Work request
Although the data below holds other lines too, output only those from the line with "run.end(outcome).await" up to and including the line with "for run in &candidates", exactly as they appear.

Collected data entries
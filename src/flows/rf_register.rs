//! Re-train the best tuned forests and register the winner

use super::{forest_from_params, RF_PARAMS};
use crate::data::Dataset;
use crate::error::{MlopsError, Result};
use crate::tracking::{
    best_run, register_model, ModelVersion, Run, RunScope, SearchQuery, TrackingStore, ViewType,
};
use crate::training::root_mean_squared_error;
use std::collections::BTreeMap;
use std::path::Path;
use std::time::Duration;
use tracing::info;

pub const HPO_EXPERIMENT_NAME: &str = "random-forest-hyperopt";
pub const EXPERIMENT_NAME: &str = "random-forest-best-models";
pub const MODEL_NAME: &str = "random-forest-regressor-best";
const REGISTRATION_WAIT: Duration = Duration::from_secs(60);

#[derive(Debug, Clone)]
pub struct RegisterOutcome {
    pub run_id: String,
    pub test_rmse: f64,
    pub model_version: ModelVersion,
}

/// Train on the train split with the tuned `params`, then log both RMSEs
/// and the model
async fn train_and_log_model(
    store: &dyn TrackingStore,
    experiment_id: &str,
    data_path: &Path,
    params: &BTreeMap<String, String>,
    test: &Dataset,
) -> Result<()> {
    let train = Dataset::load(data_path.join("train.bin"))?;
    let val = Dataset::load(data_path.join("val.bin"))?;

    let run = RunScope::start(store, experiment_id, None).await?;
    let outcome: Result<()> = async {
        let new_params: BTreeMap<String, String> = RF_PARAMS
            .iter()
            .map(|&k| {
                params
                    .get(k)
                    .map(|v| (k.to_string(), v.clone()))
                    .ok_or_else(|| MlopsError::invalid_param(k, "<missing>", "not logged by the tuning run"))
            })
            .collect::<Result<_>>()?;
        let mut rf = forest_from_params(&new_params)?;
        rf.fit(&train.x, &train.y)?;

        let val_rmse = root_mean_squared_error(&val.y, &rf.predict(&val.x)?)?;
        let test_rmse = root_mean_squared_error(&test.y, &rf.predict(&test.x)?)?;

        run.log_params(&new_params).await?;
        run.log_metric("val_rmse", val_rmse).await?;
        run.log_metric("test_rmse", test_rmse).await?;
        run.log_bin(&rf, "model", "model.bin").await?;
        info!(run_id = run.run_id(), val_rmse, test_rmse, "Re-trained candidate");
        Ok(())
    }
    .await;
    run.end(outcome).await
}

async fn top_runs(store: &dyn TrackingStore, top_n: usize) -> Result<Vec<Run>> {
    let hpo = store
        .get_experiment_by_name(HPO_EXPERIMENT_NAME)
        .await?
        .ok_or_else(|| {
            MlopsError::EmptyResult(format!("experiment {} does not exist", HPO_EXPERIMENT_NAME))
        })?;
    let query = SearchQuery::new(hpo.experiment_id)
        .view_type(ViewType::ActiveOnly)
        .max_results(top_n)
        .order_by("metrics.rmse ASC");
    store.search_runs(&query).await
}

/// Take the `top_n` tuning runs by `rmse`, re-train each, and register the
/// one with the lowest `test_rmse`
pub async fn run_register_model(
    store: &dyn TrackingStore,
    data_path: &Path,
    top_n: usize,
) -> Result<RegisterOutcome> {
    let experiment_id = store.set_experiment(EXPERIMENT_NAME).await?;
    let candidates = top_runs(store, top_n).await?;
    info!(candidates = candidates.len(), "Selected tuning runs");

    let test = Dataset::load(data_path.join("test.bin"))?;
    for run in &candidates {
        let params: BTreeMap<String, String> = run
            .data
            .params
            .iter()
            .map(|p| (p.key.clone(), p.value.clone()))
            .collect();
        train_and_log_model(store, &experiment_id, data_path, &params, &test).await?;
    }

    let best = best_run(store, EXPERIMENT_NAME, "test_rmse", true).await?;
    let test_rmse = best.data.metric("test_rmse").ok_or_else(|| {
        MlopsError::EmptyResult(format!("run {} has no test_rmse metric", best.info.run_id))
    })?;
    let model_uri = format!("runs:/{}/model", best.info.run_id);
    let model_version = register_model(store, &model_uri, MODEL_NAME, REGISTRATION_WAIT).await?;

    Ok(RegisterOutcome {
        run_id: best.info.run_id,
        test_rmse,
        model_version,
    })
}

Task solution
    run.end(outcome).await
}

async fn top_runs(store: &dyn TrackingStore, top_n: usize) -> Result<Vec<Run>> {
    let hpo = store
        .get_experiment_by_name(HPO_EXPERIMENT_NAME)
        .await?
        .ok_or_else(|| {
            MlopsError::EmptyResult(format!("experiment {} does not exist", HPO_EXPERIMENT_NAME))
        })?;
    let query = SearchQuery::new(hpo.experiment_id)
        .view_type(ViewType::ActiveOnly)
        .max_results(top_n)
        .order_by("metrics.rmse ASC");
    store.search_runs(&query).await
}

/// Take the `top_n` tuning runs by `rmse`, re-train each, and register the
/// one with the lowest `test_rmse`
pub async fn run_register_model(
    store: &dyn TrackingStore,
    data_path: &Path,
    top_n: usize,
) -> Result<RegisterOutcome> {
    let experiment_id = store.set_experiment(EXPERIMENT_NAME).await?;
    let candidates = top_runs(store, top_n).await?;
    info!(candidates = candidates.len(), "Selected tuning runs");

    let test = Dataset::load(data_path.join("test.bin"))?;
    for run in &candidates {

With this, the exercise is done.